*WORK TASK*. Calculate how many lines of the data hold "join". The answer consists of that number only.

*Saved entries*.
⁂
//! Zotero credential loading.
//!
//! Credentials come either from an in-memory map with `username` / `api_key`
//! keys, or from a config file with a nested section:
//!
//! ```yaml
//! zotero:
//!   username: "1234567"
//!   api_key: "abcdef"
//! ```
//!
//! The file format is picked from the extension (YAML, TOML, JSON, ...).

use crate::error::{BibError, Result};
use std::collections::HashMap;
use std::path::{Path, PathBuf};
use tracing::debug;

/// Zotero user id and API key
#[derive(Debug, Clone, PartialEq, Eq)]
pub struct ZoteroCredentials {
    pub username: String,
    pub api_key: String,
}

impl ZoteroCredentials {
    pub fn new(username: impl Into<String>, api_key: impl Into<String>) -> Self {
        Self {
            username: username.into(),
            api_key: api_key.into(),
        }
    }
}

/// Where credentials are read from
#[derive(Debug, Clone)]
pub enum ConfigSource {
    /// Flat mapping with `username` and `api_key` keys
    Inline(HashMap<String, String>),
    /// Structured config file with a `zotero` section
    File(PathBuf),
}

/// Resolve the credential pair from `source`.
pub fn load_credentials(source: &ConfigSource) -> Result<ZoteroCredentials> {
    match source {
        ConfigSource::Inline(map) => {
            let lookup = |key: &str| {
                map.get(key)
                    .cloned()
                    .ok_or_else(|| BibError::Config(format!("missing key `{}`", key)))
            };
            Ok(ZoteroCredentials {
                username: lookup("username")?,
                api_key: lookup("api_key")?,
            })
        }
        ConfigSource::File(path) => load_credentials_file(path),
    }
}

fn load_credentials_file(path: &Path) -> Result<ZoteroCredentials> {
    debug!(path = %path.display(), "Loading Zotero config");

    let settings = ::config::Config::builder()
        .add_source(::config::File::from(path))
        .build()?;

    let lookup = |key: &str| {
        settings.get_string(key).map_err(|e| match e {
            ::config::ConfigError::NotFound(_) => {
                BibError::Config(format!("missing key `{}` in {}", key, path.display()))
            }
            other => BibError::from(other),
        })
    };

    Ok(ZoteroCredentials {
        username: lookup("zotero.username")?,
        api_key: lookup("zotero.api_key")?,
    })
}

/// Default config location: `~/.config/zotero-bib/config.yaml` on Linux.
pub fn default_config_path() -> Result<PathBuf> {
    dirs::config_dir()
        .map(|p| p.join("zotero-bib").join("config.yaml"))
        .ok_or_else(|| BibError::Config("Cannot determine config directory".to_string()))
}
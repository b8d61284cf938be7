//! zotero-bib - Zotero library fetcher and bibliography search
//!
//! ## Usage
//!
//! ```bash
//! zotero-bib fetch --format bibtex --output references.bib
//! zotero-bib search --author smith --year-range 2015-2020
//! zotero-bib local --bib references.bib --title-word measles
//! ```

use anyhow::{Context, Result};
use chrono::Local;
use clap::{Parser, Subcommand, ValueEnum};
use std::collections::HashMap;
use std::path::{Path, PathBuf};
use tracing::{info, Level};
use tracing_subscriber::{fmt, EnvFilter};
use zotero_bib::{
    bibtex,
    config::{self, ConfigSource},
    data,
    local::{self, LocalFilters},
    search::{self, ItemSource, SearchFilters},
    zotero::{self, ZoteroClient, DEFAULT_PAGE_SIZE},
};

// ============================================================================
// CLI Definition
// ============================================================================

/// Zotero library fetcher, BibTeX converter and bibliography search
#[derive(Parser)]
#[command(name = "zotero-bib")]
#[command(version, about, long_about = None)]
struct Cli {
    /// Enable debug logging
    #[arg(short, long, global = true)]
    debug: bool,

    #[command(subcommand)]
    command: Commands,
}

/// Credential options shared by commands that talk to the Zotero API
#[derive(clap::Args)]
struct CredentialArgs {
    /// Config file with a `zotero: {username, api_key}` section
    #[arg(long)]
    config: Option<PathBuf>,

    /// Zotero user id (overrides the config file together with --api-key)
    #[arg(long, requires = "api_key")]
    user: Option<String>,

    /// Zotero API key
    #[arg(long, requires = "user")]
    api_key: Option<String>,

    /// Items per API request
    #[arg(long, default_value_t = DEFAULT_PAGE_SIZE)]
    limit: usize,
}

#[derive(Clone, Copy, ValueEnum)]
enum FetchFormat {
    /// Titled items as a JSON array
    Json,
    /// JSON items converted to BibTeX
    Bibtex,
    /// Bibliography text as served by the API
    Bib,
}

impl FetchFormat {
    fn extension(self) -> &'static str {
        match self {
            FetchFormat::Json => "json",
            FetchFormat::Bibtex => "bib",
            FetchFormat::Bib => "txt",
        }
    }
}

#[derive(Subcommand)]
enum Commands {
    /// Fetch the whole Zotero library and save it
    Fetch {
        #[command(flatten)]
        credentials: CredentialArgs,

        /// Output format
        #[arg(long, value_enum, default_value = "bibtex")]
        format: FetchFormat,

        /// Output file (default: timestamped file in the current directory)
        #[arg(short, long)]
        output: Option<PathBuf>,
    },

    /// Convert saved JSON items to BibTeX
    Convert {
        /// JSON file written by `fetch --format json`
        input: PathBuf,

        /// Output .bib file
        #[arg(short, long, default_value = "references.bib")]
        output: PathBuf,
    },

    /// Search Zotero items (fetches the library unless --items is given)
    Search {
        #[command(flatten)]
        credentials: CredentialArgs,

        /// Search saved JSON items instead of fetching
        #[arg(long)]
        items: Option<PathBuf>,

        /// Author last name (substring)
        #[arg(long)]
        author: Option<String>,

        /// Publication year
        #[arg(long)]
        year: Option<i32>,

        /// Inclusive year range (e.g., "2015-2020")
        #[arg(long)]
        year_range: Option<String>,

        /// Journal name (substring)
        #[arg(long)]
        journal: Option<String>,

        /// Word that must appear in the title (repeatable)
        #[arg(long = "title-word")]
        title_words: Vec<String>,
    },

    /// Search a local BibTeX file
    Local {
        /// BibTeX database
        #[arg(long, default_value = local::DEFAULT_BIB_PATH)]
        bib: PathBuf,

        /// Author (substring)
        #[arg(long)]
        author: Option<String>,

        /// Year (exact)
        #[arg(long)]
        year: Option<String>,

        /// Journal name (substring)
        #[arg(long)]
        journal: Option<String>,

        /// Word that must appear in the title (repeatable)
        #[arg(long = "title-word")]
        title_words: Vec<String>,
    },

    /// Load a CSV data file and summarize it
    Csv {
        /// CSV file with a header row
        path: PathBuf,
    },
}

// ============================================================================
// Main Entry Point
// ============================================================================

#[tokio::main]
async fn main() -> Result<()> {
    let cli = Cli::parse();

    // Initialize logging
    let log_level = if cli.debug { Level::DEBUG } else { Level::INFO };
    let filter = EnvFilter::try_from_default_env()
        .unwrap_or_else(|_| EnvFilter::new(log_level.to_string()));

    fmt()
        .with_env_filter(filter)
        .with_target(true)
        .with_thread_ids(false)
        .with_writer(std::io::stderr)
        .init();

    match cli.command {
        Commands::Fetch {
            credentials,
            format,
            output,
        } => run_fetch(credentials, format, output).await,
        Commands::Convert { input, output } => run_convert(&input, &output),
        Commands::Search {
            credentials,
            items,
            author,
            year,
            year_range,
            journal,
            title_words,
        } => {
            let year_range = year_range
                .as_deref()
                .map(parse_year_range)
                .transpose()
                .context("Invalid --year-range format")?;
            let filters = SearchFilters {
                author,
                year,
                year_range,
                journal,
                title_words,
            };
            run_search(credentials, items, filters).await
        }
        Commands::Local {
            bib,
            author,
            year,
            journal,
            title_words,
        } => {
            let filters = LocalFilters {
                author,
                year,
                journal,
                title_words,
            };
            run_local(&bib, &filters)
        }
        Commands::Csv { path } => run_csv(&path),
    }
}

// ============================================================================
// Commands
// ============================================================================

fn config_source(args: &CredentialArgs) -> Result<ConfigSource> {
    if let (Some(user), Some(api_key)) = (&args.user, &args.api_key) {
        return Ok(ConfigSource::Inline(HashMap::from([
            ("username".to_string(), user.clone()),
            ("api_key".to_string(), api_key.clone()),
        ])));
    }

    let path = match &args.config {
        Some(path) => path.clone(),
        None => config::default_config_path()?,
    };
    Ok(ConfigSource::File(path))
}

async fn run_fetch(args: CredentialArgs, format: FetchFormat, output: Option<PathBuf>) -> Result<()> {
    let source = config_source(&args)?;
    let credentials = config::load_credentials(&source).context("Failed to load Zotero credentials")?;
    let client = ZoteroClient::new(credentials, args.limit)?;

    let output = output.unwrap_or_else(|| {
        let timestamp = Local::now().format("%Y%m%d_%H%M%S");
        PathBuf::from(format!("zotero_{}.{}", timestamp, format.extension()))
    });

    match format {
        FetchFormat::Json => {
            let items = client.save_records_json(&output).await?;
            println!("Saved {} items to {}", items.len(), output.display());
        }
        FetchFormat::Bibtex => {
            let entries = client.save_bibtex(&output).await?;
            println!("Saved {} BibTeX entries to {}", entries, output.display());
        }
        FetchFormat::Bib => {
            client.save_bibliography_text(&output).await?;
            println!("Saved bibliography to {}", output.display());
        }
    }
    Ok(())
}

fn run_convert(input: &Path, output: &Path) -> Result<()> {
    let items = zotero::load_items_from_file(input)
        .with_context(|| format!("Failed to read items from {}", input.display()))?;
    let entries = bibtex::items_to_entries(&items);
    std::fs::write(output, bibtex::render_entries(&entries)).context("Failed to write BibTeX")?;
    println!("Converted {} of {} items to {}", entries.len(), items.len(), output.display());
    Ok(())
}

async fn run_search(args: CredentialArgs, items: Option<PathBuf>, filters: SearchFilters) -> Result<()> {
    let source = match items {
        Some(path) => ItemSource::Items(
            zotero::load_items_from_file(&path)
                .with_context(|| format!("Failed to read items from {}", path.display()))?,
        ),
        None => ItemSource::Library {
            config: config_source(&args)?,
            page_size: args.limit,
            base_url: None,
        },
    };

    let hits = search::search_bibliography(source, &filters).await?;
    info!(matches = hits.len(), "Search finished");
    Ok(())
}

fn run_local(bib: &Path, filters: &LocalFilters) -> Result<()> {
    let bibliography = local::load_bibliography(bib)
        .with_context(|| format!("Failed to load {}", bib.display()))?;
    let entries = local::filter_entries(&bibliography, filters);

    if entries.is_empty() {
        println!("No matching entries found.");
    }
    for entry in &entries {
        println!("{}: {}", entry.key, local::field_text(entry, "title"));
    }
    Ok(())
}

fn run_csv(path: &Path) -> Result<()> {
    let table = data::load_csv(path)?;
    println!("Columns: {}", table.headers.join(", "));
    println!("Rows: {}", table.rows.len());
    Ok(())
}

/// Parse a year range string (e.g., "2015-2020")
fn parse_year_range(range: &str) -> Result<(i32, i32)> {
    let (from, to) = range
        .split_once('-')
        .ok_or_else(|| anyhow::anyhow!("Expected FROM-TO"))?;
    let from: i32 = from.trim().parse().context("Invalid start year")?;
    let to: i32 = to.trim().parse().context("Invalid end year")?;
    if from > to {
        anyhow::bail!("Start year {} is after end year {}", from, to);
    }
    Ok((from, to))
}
⁂
*SOLUTION TO THIS EXERCISE*. 2